Weekly column by Kāpiti Mayor K. Gurunathan
There is a small stretch of bush between the Paraparaumu Library building and the Kāpiti Community Centre.
Although it borders a well-trodden footpath along a busy connecting road, the hedge-like bush sheltered a hidden secret - two makeshift tents within its green cover.
When it was discovered about two months ago, two people had been living there. It was not known how long they had been there before council staff were alerted. This is just one instance when the reality of the homeless amongst us "intrudes" into the mainstream consciousness.
This out-of-sight, out-of-mind situation has been abetted by the way officialdom tends to measure homelessness.
The Ministry of Social Development has a register for those looking for accommodation and seekers have to negotiate through their protocols to land a place on their skinny waiting list. These official registers are used to benchmark demand for social housing. Government agencies use these to prioritise the potential supply of social housing investment.
What the methodology fails to reveal is the multi-layered jungle of reasons those in genuine need of accommodation don't succeed in getting themselves on the slim registry.

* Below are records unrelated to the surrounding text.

//! Vendor id and username/password records on top of a [`SecretStore`].
//!
//! Two records, each under its own label:
//! - vendor id: written once, never updated
//! - credentials: at most one entry, inserted or updated in place
//!
//! Every operation has a `try_` form that reports what happened and why it
//! failed, and a plain form that collapses the result to `bool`/`Option`
//! the way callers usually want it: not-found counts as absent for reads and
//! as success for deletes, anything else the store reports is a failure.
//!
//! The store is queried and then written in two separate calls. Two callers
//! racing on the same label can both see "absent" and both insert; the
//! store's duplicate check is the only guard.

use std::fmt;

use zeroize::{Zeroize, ZeroizeOnDrop};

use crate::config::KeychainConfig;
use crate::error::{KeychainError, Result};
use crate::identity::VendorIdProvider;
use crate::store::{Item, QueryOptions, SecretStore};

/// A username/password pair. Both fields are wiped from memory on drop.
#[derive(Clone, PartialEq, Eq, Zeroize, ZeroizeOnDrop)]
pub struct Credentials {
    account: String,
    secret: String,
}

impl Credentials {
    pub fn new(account: impl Into<String>, secret: impl Into<String>) -> Self {
        Self {
            account: account.into(),
            secret: secret.into(),
        }
    }

    pub fn account(&self) -> &str {
        &self.account
    }

    pub fn secret(&self) -> &str {
        &self.secret
    }
}

impl fmt::Debug for Credentials {
    fn fmt(&self, f: &mut fmt::Formatter<'_>) -> fmt::Result {
        f.debug_struct("Credentials")
            .field("account", &self.account)
            .field("secret", &"[REDACTED]")
            .finish()
    }
}

/// What [`UserKeychain::try_save_credential`] did.
#[derive(Debug, Clone, Copy, PartialEq, Eq)]
pub enum SaveOutcome {
    /// Nothing was stored; a new entry was added.
    Inserted,
    /// The stored pair already matched.
    Unchanged,
    /// The stored pair differed and was rewritten.
    Updated,
    /// The stored entry could not be decoded; everything under the label
    /// was removed and a new entry added.
    Replaced,
}

/// What [`UserKeychain::try_ensure_vendor_id`] did.
#[derive(Debug, Clone, PartialEq, Eq)]
pub enum VendorIdOutcome {
    AlreadyPresent,
    Stored(String),
    /// The provider had no identifier to offer; nothing was written.
    Unavailable,
}

fn malformed(label: &str, reason: &str) -> KeychainError {
    KeychainError::Malformed {
        label: label.to_string(),
        reason: reason.to_string(),
    }
}

fn decode_text(label: &str, data: Option<Vec<u8>>) -> Result<String> {
    let data = data.ok_or_else(|| malformed(label, "missing data"))?;
    String::from_utf8(data).map_err(|_| malformed(label, "data is not valid UTF-8"))
}

fn decode_credentials(label: &str, item: Item) -> Result<Credentials> {
    let account = item
        .account
        .ok_or_else(|| malformed(label, "missing account"))?;
    let secret = decode_text(label, item.data)?;
    Ok(Credentials { account, secret })
}

/// Facade over a secret store holding one vendor id and one credential.
///
/// Construct one per process (or per test) and hand it to whoever needs it.
pub struct UserKeychain<S, P> {
    store: S,
    vendor_ids: P,
    vendor_id_label: String,
    credential_label: String,
}

impl<S, P> UserKeychain<S, P>
where
    S: SecretStore,
    P: VendorIdProvider,
{
    /// Facade using the default labels.
    pub fn new(store: S, vendor_ids: P) -> Self {
        Self::with_config(store, vendor_ids, &KeychainConfig::default())
    }

    pub fn with_config(store: S, vendor_ids: P, config: &KeychainConfig) -> Self {
        Self {
            store,
            vendor_ids,
            vendor_id_label: config.vendor_id_label.clone(),
            credential_label: config.credential_label.clone(),
        }
    }

    pub fn store(&self) -> &S {
        &self.store
    }

    pub fn vendor_id_label(&self) -> &str {
        &self.vendor_id_label
    }

    pub fn credential_label(&self) -> &str {
        &self.credential_label
    }

    /// `find` with not-found folded into `None`.
    fn lookup(&self, query: &QueryOptions) -> Result<Option<Item>> {
        match self.store.find(query) {
            Ok(found) => Ok(found),
            Err(e) if e.is_not_found() => Ok(None),
            Err(e) => Err(e),
        }
    }

    fn delete_label(&self, label: &str) -> Result<usize> {
        match self.store.delete(label) {
            Ok(removed) => Ok(removed),
            Err(e) if e.is_not_found() => Ok(0),
            Err(e) => Err(e),
        }
    }

    // -----------------------------------------------------------------------
    // Vendor id
    // -----------------------------------------------------------------------

    /// Store a vendor id if none is stored yet.
    ///
    /// Not atomic: a concurrent caller may insert between the lookup and the
    /// insert, in which case the insert fails with `Duplicate`.
    pub fn try_ensure_vendor_id(&self) -> Result<VendorIdOutcome> {
        let label = &self.vendor_id_label;
        if self.lookup(&QueryOptions::exists(label))?.is_some() {
            return Ok(VendorIdOutcome::AlreadyPresent);
        }
        let Some(id) = self.vendor_ids.current_vendor_id() else {
            tracing::debug!(label = %label, "vendor id provider has no value");
            return Ok(VendorIdOutcome::Unavailable);
        };
        self.store.insert(label, None, id.as_bytes())?;
        tracing::debug!(label = %label, "vendor id stored");
        Ok(VendorIdOutcome::Stored(id))
    }

    /// Store a vendor id if none is stored yet. Failures are logged and
    /// otherwise ignored.
    pub fn ensure_vendor_id(&self) {
        if let Err(e) = self.try_ensure_vendor_id() {
            tracing::warn!(label = %self.vendor_id_label, error = %e, "failed to ensure vendor id");
        }
    }

    pub fn try_vendor_id(&self) -> Result<Option<String>> {
        let label = &self.vendor_id_label;
        match self.lookup(&QueryOptions::full(label))? {
            Some(item) => decode_text(label, item.data).map(Some),
            None => Ok(None),
        }
    }

    /// The stored vendor id, or `None` if absent, unreadable or the store
    /// failed.
    pub fn vendor_id(&self) -> Option<String> {
        self.try_vendor_id().unwrap_or_else(|e| {
            tracing::warn!(label = %self.vendor_id_label, error = %e, "failed to read vendor id");
            None
        })
    }

    /// Remove every vendor id entry, returning how many were removed.
    pub fn try_delete_vendor_id(&self) -> Result<usize> {
        self.delete_label(&self.vendor_id_label)
    }

    /// `true` if the vendor id is gone afterwards, whether or not there was
    /// one to begin with.
    pub fn delete_vendor_id(&self) -> bool {
        self.try_delete_vendor_id()
            .inspect_err(|e| {
                tracing::warn!(
                    label = %self.vendor_id_label,
                    error = %e,
                    "failed to delete vendor id"
                );
            })
            .is_ok()
    }

    // -----------------------------------------------------------------------
    // Username and password
    // -----------------------------------------------------------------------

    /// Insert, update or leave alone the stored credential so that it equals
    /// `credentials`.
    ///
    /// Not atomic: the lookup and the write are separate store calls.
    pub fn try_save_credential(&self, credentials: &Credentials) -> Result<SaveOutcome> {
        let label = &self.credential_label;
        let account = Some(credentials.account());
        let secret = credentials.secret().as_bytes();

        let Some(item) = self.lookup(&QueryOptions::full(label))? else {
            self.store.insert(label, account, secret)?;
            tracing::debug!(label = %label, account = %credentials.account(), "credential added");
            return Ok(SaveOutcome::Inserted);
        };

        match decode_credentials(label, item) {
            Ok(current) if current == *credentials => Ok(SaveOutcome::Unchanged),
            Ok(_) => {
                self.store.update(label, account, secret)?;
                tracing::debug!(
                    label = %label,
                    account = %credentials.account(),
                    "credential updated"
                );
                Ok(SaveOutcome::Updated)
            }
            Err(e) => {
                tracing::warn!(label = %label, error = %e, "replacing unreadable credential entry");
                // A failed delete leaves the old entries in place. The insert
                // then collides only if one of them has the same account;
                // otherwise both end up under the label.
                if let Err(e) = self.delete_label(label) {
                    tracing::warn!(
                        label = %label,
                        error = %e,
                        "failed to clear credential entries"
                    );
                }
                self.store.insert(label, account, secret)?;
                Ok(SaveOutcome::Replaced)
            }
        }
    }

    /// Save `account`/`secret`. `true` if the store holds exactly that pair
    /// afterwards.
    pub fn save_credential(&self, account: &str, secret: &str) -> bool {
        self.try_save_credential(&Credentials::new(account, secret))
            .inspect_err(|e| {
                tracing::warn!(
                    label = %self.credential_label,
                    error = %e,
                    "failed to save credential"
                );
            })
            .is_ok()
    }

    pub fn try_credential(&self) -> Result<Option<Credentials>> {
        let label = &self.credential_label;
        match self.lookup(&QueryOptions::full(label))? {
            Some(item) => decode_credentials(label, item).map(Some),
            None => Ok(None),
        }
    }

    /// The stored credential, or `None` if absent, unreadable or the store
    /// failed.
    pub fn credential(&self) -> Option<Credentials> {
        self.try_credential().unwrap_or_else(|e| {
            tracing::warn!(label = %self.credential_label, error = %e, "failed to read credential");
            None
        })
    }

    /// Remove every credential entry, returning how many were removed.
    pub fn try_delete_all_credentials(&self) -> Result<usize> {
        self.delete_label(&self.credential_label)
    }

    /// `true` if no credential is stored afterwards.
    pub fn delete_all_credentials(&self) -> bool {
        self.try_delete_all_credentials()
            .inspect_err(|e| {
                tracing::warn!(
                    label = %self.credential_label,
                    error = %e,
                    "failed to delete credentials"
                );
            })
            .is_ok()
    }
}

Those unable to negotiate the complexity of the bureaucratic system, those who feel ashamed to seek help, and those who manage to 'cope' with their situation in overcrowded housing. To this add young people couch-surfing, people living in cars parked in random places to avoid being moved on. In 2015, when Ōtaki was hit by serious flooding, council staff helping evacuate affected residents found two families living in garages.
This hidden reality has been known to the social services in the coalface such as the Salvation Army or the Wellington City Mission's OrangeSky Project, and others.

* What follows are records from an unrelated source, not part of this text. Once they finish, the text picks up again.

//! Minimum-entropy cell selection
//!
//! The next cell to collapse is drawn uniformly from the undecided cells with
//! the fewest remaining options. A random tie-break keeps patterns from
//! growing in a fixed scan order.

use rand::Rng;
use std::cmp::Ordering;

use crate::spatial::grid::Grid;

/// Positions of the undecided cells sharing the lowest option count
///
/// Empty when every cell is collapsed. Cells with zero options count as the
/// lowest possible entropy, so a contradiction is always selected first.
pub fn minimum_entropy_frontier(grid: &Grid) -> Vec<[usize; 2]> {
    let mut frontier = Vec::new();
    let mut minimum = usize::MAX;

    for cell in grid.cells().filter(|cell| !cell.is_collapsed()) {
        let count = cell.option_count();
        match count.cmp(&minimum) {
            Ordering::Less => {
                minimum = count;
                frontier.clear();
                frontier.push(cell.position());
            }
            Ordering::Equal => frontier.push(cell.position()),
            Ordering::Greater => {}
        }
    }

    frontier
}

/// Pick the next cell to collapse
///
/// Returns `None` once every cell is collapsed, signalling completion.
pub fn select_next(grid: &Grid, rng: &mut impl Rng) -> Option<[usize; 2]> {
    let frontier = minimum_entropy_frontier(grid);
    if frontier.is_empty() {
        return None;
    }
    let pick = rng.random_range(0..frontier.len());
    frontier.get(pick).copied()
}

Three years ago, at a hui of housing providers, it was noted that while MSD's housing register had a waiting list of just over 100, the real figure was closer to 300. But anecdotal evidence is not enough to secure Crown agency investment. We have to put a statistical face to this hidden reality of homelessness beyond the tip-of-the-iceberg methodology used by MSD. Hard data that can be used to measure the real demand.

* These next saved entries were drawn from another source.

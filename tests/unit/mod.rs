//! Unit tests mirroring the `src/` tree file by file
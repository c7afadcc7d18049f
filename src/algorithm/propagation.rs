//! Single-hop constraint propagation from a freshly collapsed cell
//!
//! Only the four direct neighbours are narrowed. A neighbour left with a
//! single option stays undecided until the selector picks it, and nothing
//! cascades further; cells that end up empty are caught by the run
//! controller when selected.

use crate::spatial::direction::Direction;
use crate::spatial::grid::{Cell, Grid};
use crate::spatial::tiles::TileCatalog;

/// What one propagation pass changed
#[derive(Clone, Copy, Debug, Default, PartialEq, Eq)]
pub struct Propagation {
    /// Undecided neighbours that were filtered
    pub neighbors_visited: usize,
    /// Options removed across all neighbours
    pub options_removed: usize,
    /// Neighbours left with no options
    pub contradictions: usize,
}

/// Narrow the neighbours of the collapsed cell at `position`
///
/// Each existing, undecided neighbour keeps only the options that fit the
/// collapsed cell's tile across their shared edge. Does nothing if the cell
/// at `position` is missing or not collapsed.
pub fn propagate(grid: &mut Grid, catalog: &TileCatalog, position: [usize; 2]) -> Propagation {
    let mut summary = Propagation::default();

    let Some(tile) = grid.cell(position).and_then(Cell::chosen_tile) else {
        return summary;
    };

    for direction in Direction::ALL {
        let Some(neighbor_position) = grid.neighbor(position, direction) else {
            continue;
        };
        let Some(allowed) = catalog.compatible_with(tile, direction) else {
            continue;
        };
        let Some(neighbor) = grid.cell_mut(neighbor_position) else {
            continue;
        };
        if neighbor.is_collapsed() {
            continue;
        }

        summary.neighbors_visited += 1;
        summary.options_removed += neighbor.restrict(allowed);
        if neighbor.is_contradicted() {
            summary.contradictions += 1;
        }
    }

    summary
}
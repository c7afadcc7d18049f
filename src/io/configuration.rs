//! Generation constants and runtime configuration defaults

/// Side length of the square grid when none is given
pub const DEFAULT_DIMENSION: usize = 10;

// Safety limit to prevent excessive memory allocation
/// Maximum allowed grid dimension
pub const MAX_GRID_DIMENSION: usize = 10_000;

/// Fixed seed for reproducible generation
pub const DEFAULT_SEED: u64 = 42;

// Restart-on-contradiction has no termination guarantee
/// Maximum steps before a bounded run gives up
pub const DEFAULT_MAX_STEPS: usize = 1_000_000;

/// Base tileset used when no tiles are supplied, as North, East, South, West sockets
///
/// A blank tile plus a three-armed junction; the junction expands to four
/// rotations, giving a five tile catalog.
pub const DEFAULT_TILESET: [[&str; 4]; 2] = [
    ["AAA", "AAA", "AAA", "AAA"],
    ["ABA", "ABA", "AAA", "ABA"],
];

/// Separator between sockets in a textual edge signature
pub const SIGNATURE_SEPARATOR: char = ',';

/// Text drawn for a cell that has not been collapsed yet
pub const UNDECIDED_GLYPH: &str = ".";

/// Default filter directive for the log subscriber
pub const DEFAULT_LOG_LEVEL: &str = "warn";

// Progress bar display settings
/// Width of progress bars in characters
pub const PROGRESS_BAR_WIDTH: u16 = 40;
/// Steps between progress bar redraws
pub const PROGRESS_REFRESH_STEPS: usize = 16;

Four years ago, a needs assessment was a key action identified by the Housing Task Force. Council, with a renewed focus on housing, is now undertaking our own two-pronged housing and social needs assessment. Good work is being done by council staff and housing portfolio holder Cr Rob McCann to secure tangible data. We will get a better handle on the depth of our homeless problem to help work with government agencies to design and build practical solutions.
This brings me to a simple fact the neoliberals have failed to grasp. Overcrowded housing and high deprivation, the plight of the poor, are not exclusively the concern of the poor. What the Covid pandemic is continuing to reveal is that the rich cannot afford to have poor people living in deprivation and unhealthy crowded conditions. The very conditions where the virus finds fertile ground to spread and mutate.
The Delta variant spawned amidst the poor of India. Last week, we were alerted about the potentially more-lethal variant Omicron, first identified in South Africa. Former British prime minister Gordon Brown was quick to highlight the year-long warning he had been sounding to the rich Western bloc that they had been dominating the storage and supply of vaccines for themselves when they should have been sharing it with poorer nations.
The Guardian's economics correspondent, Larry Elliot, was on the mark when he said it's in the self-interest of the rich West to ensure the vaccination of the poor. Stockmarkets plunged losing billions when the threat of Omicron was signalled.
Given sealing your international borders is not foolproof, it's better to deny the virus easy breeding grounds to mutate in the poorer countries and spread into the global neighbourhoods of the rich. In the reimagining of global capitalism the neoliberals, who deny socialism has any virtues, should at the very least meditate on the concept of benign selfishness.